> Work instruction
Scan the entries below and return each line that contains "Value".

> Data for this task
======

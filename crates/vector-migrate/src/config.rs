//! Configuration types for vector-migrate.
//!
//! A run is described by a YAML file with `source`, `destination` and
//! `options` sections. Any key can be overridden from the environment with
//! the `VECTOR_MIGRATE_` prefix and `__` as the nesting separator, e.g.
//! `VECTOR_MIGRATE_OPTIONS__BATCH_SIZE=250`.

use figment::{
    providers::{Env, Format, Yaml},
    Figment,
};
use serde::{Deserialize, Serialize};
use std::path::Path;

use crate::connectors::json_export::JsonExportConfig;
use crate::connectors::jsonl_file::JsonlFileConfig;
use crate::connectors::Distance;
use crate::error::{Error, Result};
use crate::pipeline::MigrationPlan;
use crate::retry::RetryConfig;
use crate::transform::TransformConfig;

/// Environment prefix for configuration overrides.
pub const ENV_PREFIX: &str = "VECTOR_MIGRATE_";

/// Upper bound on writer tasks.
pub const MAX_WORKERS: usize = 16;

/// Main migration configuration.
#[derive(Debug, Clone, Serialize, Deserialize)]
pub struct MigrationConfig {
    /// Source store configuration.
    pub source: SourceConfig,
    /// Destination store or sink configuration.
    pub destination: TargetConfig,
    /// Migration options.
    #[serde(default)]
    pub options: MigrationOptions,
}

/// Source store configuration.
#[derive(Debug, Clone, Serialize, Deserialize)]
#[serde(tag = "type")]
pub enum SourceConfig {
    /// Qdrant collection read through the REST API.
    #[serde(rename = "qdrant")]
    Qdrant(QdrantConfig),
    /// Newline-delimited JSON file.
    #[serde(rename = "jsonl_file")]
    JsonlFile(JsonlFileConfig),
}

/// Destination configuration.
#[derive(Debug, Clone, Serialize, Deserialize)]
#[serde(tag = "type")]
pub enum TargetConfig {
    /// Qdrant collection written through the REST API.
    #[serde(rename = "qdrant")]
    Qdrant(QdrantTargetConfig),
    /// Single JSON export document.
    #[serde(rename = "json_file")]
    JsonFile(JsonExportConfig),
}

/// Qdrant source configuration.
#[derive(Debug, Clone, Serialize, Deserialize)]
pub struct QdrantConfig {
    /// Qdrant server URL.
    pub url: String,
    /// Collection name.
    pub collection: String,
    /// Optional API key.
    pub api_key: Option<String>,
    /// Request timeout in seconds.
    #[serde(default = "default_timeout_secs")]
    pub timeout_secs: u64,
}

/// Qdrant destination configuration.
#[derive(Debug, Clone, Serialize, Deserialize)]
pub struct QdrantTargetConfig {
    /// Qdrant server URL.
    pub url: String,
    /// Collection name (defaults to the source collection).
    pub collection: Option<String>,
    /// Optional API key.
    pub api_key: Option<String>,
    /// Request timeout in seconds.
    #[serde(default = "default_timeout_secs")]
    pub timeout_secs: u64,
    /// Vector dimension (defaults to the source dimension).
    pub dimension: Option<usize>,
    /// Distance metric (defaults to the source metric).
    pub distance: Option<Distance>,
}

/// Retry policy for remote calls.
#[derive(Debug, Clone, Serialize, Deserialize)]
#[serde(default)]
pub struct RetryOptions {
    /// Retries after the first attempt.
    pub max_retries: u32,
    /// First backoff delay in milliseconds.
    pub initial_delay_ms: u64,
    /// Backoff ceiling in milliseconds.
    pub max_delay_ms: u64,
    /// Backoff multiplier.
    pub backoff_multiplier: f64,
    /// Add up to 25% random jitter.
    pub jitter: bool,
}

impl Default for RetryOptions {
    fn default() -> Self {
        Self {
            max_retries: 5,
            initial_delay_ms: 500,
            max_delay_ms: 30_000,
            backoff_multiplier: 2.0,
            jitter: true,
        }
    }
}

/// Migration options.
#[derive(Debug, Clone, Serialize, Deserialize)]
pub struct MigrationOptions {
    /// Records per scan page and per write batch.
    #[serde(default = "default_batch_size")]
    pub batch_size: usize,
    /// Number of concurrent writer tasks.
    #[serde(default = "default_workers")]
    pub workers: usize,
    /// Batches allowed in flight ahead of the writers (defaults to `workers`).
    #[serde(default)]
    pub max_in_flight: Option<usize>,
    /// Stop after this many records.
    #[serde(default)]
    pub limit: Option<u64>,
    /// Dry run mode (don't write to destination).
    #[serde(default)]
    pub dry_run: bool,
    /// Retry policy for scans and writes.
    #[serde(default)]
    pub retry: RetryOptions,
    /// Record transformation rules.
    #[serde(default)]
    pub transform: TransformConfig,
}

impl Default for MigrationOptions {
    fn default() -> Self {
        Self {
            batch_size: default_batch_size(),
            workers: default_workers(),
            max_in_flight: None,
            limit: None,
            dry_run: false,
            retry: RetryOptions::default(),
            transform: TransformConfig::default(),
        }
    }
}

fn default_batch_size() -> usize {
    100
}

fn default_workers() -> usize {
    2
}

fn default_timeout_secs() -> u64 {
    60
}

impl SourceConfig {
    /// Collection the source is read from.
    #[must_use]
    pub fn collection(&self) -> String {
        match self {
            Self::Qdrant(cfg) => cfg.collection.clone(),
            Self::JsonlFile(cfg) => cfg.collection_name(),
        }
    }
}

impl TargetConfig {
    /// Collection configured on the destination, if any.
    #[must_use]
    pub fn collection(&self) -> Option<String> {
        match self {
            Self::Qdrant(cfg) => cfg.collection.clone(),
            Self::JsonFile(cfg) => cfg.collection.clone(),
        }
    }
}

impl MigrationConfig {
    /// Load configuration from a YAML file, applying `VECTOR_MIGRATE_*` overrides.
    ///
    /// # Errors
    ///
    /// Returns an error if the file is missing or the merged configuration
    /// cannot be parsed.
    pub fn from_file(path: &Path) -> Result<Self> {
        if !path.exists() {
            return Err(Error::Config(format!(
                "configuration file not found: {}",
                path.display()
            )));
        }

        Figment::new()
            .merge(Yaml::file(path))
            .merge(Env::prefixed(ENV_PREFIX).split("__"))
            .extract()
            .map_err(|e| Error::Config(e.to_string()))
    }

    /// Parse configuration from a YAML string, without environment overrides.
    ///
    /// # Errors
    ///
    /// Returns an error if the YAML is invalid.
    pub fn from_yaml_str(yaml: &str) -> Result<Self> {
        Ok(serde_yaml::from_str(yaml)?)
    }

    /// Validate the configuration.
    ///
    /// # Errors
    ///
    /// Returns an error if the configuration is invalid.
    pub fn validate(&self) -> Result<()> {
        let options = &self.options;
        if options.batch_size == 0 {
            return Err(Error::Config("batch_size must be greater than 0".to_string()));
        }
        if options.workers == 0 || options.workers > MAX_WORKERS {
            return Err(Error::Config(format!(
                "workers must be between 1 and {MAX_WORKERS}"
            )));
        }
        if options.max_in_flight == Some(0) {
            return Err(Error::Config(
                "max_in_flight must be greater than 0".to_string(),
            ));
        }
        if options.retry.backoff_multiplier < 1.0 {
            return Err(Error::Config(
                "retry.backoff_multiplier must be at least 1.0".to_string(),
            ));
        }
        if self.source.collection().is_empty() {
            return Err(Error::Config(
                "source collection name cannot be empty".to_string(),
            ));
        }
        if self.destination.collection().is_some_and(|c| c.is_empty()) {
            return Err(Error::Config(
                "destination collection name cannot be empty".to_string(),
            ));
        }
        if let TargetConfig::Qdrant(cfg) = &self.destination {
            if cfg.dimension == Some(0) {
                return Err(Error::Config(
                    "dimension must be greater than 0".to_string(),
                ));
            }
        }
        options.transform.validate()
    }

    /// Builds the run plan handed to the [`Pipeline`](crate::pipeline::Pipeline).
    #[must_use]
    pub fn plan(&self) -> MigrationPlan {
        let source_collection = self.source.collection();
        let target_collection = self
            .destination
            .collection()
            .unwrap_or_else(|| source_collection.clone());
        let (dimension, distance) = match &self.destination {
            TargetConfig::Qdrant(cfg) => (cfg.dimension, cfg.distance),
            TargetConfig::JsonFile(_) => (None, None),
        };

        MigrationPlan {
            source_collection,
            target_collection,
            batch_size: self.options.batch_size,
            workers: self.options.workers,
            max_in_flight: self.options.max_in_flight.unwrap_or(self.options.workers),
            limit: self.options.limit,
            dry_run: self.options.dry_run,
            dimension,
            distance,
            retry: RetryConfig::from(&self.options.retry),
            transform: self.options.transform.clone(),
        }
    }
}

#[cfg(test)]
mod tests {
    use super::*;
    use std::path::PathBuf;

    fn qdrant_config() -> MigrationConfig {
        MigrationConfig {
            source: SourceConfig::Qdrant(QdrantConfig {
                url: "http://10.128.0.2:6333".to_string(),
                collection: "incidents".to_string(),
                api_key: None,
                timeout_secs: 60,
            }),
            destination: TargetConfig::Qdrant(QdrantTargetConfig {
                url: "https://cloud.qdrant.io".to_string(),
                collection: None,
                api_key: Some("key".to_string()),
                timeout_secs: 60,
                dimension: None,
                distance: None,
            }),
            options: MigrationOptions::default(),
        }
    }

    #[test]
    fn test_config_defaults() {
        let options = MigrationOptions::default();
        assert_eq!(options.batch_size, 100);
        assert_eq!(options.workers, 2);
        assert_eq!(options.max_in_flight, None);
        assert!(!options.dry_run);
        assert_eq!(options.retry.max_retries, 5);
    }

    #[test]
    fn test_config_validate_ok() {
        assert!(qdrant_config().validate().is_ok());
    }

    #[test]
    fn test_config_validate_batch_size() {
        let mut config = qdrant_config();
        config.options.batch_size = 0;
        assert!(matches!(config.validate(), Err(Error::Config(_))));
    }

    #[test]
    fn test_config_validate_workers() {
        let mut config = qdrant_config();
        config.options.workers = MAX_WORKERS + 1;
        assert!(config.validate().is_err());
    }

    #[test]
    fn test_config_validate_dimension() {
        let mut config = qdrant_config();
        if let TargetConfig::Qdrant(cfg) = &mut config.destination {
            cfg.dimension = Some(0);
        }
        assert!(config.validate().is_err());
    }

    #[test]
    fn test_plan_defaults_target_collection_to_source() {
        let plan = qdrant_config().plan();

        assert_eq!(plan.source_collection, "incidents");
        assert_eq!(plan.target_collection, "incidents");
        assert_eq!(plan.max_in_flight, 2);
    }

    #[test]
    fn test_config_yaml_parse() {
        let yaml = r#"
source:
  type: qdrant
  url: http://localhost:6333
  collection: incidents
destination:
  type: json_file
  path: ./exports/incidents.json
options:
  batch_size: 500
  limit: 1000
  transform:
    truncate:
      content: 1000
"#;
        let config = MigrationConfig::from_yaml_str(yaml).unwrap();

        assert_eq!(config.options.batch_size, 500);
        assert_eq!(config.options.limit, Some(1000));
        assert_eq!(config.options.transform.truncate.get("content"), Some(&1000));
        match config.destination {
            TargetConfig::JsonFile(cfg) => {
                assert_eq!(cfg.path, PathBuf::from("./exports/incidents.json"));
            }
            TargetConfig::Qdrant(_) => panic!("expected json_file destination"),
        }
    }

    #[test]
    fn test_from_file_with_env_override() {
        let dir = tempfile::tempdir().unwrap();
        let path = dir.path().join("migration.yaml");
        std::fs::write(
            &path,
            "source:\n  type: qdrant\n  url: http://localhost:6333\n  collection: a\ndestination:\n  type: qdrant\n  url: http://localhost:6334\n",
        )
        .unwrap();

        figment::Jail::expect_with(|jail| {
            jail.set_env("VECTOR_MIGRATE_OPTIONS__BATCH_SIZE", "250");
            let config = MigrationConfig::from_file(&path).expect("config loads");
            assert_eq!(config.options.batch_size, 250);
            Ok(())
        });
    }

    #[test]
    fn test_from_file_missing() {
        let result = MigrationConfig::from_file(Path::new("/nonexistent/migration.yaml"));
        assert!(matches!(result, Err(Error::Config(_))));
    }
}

======

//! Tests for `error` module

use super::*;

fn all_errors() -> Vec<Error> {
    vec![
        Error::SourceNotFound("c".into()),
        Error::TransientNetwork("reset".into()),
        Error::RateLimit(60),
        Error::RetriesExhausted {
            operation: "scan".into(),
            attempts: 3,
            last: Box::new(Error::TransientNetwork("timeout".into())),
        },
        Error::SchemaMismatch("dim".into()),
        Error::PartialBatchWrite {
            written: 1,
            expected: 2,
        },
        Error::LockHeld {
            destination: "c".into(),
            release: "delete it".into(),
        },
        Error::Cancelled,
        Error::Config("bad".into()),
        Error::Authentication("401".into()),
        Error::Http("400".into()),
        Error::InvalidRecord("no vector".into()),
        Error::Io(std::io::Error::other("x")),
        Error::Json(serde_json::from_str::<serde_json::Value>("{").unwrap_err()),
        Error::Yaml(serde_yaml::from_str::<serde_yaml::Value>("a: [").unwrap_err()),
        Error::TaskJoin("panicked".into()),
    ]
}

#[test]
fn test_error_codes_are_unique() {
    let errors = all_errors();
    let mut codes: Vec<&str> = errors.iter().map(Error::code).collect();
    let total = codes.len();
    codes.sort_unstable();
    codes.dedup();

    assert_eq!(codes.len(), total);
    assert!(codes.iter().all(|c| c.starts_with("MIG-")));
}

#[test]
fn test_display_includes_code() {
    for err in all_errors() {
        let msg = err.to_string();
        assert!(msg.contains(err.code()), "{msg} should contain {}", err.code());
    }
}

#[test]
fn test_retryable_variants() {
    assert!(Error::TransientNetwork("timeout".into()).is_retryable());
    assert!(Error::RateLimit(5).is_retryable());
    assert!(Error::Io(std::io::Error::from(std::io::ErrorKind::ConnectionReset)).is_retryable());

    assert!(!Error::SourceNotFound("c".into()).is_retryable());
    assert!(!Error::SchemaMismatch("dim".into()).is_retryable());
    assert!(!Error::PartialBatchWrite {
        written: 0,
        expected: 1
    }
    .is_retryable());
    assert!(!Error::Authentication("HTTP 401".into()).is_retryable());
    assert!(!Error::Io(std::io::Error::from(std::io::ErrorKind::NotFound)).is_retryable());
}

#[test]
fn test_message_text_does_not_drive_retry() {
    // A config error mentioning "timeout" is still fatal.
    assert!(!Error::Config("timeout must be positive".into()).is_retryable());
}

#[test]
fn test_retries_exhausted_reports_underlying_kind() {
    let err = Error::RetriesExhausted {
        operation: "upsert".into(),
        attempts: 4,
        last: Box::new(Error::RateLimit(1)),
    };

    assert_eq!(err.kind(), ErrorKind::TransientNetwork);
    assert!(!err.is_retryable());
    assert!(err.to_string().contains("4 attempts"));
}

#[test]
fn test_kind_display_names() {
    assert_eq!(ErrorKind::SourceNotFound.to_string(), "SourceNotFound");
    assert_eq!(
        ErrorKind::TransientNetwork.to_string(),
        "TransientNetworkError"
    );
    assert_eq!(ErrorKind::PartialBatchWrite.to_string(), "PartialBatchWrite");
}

======

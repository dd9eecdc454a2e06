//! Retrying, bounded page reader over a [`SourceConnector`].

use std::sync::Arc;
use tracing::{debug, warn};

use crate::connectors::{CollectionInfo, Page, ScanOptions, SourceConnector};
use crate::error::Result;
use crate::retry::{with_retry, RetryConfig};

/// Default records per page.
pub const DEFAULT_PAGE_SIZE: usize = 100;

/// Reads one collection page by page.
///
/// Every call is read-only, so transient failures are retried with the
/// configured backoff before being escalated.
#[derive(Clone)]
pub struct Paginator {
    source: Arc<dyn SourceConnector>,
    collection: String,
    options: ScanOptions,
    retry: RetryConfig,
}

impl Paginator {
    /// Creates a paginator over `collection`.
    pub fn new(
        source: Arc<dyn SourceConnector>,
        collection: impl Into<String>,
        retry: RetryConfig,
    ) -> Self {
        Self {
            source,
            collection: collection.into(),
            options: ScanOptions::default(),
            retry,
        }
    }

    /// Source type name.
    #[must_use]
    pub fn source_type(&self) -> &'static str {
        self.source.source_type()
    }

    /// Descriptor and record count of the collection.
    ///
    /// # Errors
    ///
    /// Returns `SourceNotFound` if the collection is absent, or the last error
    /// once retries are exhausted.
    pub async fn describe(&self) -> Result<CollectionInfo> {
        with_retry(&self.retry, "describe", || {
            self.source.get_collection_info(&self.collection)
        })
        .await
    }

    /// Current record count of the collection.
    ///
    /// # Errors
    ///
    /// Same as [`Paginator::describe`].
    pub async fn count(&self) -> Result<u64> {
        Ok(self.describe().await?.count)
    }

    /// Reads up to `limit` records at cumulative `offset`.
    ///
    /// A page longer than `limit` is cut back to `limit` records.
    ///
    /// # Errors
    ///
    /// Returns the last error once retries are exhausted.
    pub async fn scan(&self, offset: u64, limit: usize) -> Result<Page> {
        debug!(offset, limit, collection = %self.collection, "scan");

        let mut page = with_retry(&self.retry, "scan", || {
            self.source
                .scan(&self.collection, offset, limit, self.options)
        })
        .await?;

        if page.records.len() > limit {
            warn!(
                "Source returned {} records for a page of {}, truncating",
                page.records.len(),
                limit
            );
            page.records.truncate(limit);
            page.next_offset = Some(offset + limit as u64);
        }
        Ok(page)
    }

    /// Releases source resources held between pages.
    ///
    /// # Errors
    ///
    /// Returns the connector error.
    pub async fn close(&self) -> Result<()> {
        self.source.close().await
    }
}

======

> Answer box
        Error::Json(serde_json::from_str::<serde_json::Value>("{").unwrap_err()),
        Error::Yaml(serde_yaml::from_str::<serde_yaml::Value>("a: [").unwrap_err()),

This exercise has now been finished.